Institute of Biomedical Technology and BioMediTech, University of Tampere , 33520 Tampere, Finland.
J Med Chem. 2013 Sep 26;56(18):7372-81. doi: 10.1021/jm400939k. Epub 2013 Sep 13.
Leishmaniasis is an infection provoked by protozoans belonging to the genus Leishmania. Among the many species and subsepecies of such protozoa, Leishmania donovani chagasi causes visceral leishmaniasis. A β-carbonic anhydrase (CA, EC 4.2.1.1) was cloned and characterized from this organism, denominated here LdcCA. LdcCA possesses effective catalytic activity for the CO2 hydration reaction, with kcat of 9.35 × 10(5) s(-1) and kcat/KM of 5.9 × 10(7) M(-1) s(-1). A large number of aromatic/heterocyclic sulfonamides and 5-mercapto-1,3,4-thiadiazoles were investigated as LdcCA inhibitors. The sulfonamides were medium potency to weak inhibitors (KI values of 50.2 nM-9.25 μM), whereas some heterocyclic thiols inhibited the enzyme with KIs in the range of 13.4-152 nM. Some of the investigated thiols efficiently inhibited the in vivo growth of Leishmania chagasi and Leishmania amazonensis promastigotes, by impairing the flagellar pocket and movement of the parasites and causing their death. The β-CA from Leishmania spp. is proposed here as a new antileishmanial drug target.

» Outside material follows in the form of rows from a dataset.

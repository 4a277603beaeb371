//! Assayer API Server
//!
//! Run with: cargo run --bin assayer-api
//!
//! # Configuration
//!
//! Read from `ASSAYER_CONFIG` or the default config locations, then
//! overridden by environment variables:
//! - `ASSAYER_API_HOST`: Host to bind to (default: 0.0.0.0)
//! - `ASSAYER_API_PORT` or `PORT`: Port to listen on (default: 8080)
//! - `ASSAYER_STATIC_DIR`: Built client to serve alongside the API (optional)
//! - `RUST_LOG`: Log filter (default: the configured level)

use assayer::api::{serve, AppState};
use assayer::config::Config;
use assayer::items::ItemStore;
use assayer::shell::Shell;
use std::sync::Arc;

#[tokio::main]
async fn main() -> anyhow::Result<()> {
    let loaded = Config::load_default();
    assayer::logging::init(&loaded.config.logging);
    loaded.log();
    let config = loaded.config;

    tracing::info!("Starting Assayer API server v{}", env!("CARGO_PKG_VERSION"));

    let items = Arc::new(ItemStore::new());
    let api_config = config.api.clone();

    let state = match &api_config.static_dir {
        Some(dir) => {
            tracing::info!("Serving built client from {}", dir);
            AppState::with_client(items, api_config.clone(), Shell::production(dir)?)
        }
        None => {
            tracing::info!("No static_dir configured, serving API only");
            AppState::new(items, api_config.clone())
        }
    };

    serve(state, &api_config).await?;

    tracing::info!("Assayer API server stopped");
    Ok(())
}
//! App Root Component
//!
//! Main application component with routing and global providers.

use leptos::*;
use leptos_router::*;

use crate::components::{Nav, Toast};
use crate::pages::{
    CsvEditor, ItemDetail, ItemList, Login, MainMenu, MetalCalculate, NotFound, UploadItems,
};
use crate::routes;
use crate::state::provide_global_state;

/// Root application component
#[component]
pub fn App() -> impl IntoView {
    // Provide global state to all components
    provide_global_state();

    view! {
        <Router>
            <div class="min-h-screen bg-gray-100 text-gray-900 flex flex-col">
                // Navigation header
                <Nav />

                // Main content area
                <main class="flex-1 container mx-auto px-4 py-8">
                    <Routes>
                        <Route path=routes::MAIN_MENU view=MainMenu />
                        <Route path=routes::METAL_CALCULATE view=MetalCalculate />
                        <Route path=routes::UPLOAD_ITEMS view=UploadItems />
                        <Route path=routes::ITEM_LIST view=ItemList />
                        <Route path=routes::ITEM_DETAIL view=ItemDetail />
                        <Route path=routes::LOGIN view=Login />
                        <Route path=routes::CSV_EDITOR view=CsvEditor />
                        <Route path="/*any" view=NotFound />
                    </Routes>
                </main>

                // Toast notifications
                <Toast />
            </div>
        </Router>
    }
}
//! Valuation Routes
//!
//! - POST /check-weights - Report unreadable weights in an item sheet
//! - POST /calculate - Value an item sheet against a price sheet
//! - POST /calculate-fixed - Value operator-corrected rows
//! - POST /upload - Quick weight × price values

use axum::{extract::Multipart, response::Response, Json};

use super::{csv_attachment, UploadedFiles};
use crate::api::dto::{
    CalculateFixedRequest, CheckWeightsResponse, QuickValuesResponse,
};
use crate::api::error::{ApiError, ApiResult};
use crate::table::Table;
use crate::valuation;

/// Download name of every calculation result
pub const RESULT_FILENAME: &str = "calculated_result.csv";

/// POST /check-weights
///
/// Multipart field `item_file`.
pub async fn check_weights(multipart: Multipart) -> ApiResult<Json<CheckWeightsResponse>> {
    let files = UploadedFiles::read(multipart).await?;
    let items = files.table("item_file")?;

    let invalid_weights = valuation::find_invalid_weights(&items);
    tracing::info!(
        rows = items.len(),
        invalid = invalid_weights.len(),
        "Weights checked"
    );

    Ok(Json(CheckWeightsResponse { invalid_weights }))
}

/// POST /calculate
///
/// Multipart fields `item_file` and `price_file`; answers with the item
/// sheet plus valuation columns.
pub async fn calculate(multipart: Multipart) -> ApiResult<Response> {
    let files = UploadedFiles::read(multipart).await?;
    if !files.has("item_file") || !files.has("price_file") {
        return Err(ApiError::Validation("Both files are required".to_string()));
    }

    let mut items = files.table("item_file")?;
    let prices = files.table("price_file")?;
    valuation::calculate(&mut items, &prices)?;

    tracing::info!(rows = items.len(), "Calculation completed");
    csv_attachment(&items, RESULT_FILENAME)
}

/// POST /calculate-fixed
///
/// JSON rows after the operator corrected invalid weights.
pub async fn calculate_fixed(Json(req): Json<CalculateFixedRequest>) -> ApiResult<Response> {
    let mut items = Table::from_records(&req.item_data)?;
    let prices = Table::from_records(&req.price_data)?;
    valuation::calculate_fixed(&mut items, &prices)?;

    tracing::info!(rows = items.len(), "Fixed calculation completed");
    csv_attachment(&items, RESULT_FILENAME)
}

/// POST /upload
///
/// Multipart fields `item_file` and `price_file`.
pub async fn quick_values(multipart: Multipart) -> ApiResult<Json<QuickValuesResponse>> {
    let files = UploadedFiles::read(multipart).await?;
    let items = files.table("item_file")?;
    let prices = files.table("price_file")?;

    let results = valuation::quick_values(&items, &prices)?;
    Ok(Json(QuickValuesResponse { results }))
}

利什曼病是一种由原生动物属利什曼原虫引起的感染。在这些原生动物的许多种和亚种中,恰加斯利什曼原虫引起内脏利什曼病。从这种生物体中克隆并表征了一种β-碳酸酐酶(CA,EC 4.2.1.1),在这里称为 LdcCA。LdcCA 对 CO2 水合反应具有有效的催化活性,kcat 为 9.35×10(5)s(-1),kcat/KM 为 5.9×10(7)M(-1)s(-1)。大量的芳族/杂环磺酰胺和 5-巯基-1,3,4-噻二唑被用作 LdcCA 的抑制剂。磺酰胺是中等强度到弱抑制剂(KI 值为 50.2 nM-9.25 μM),而一些杂环硫醇则以 13.4-152 nM 的 KI 范围抑制该酶。一些研究的硫醇有效地抑制了利什曼原虫和利什曼原虫前鞭毛体的体内生长,通过损害鞭毛囊和寄生虫的运动并导致其死亡。利什曼属的β-CA 在这里被提议作为一种新的抗利什曼药物靶点。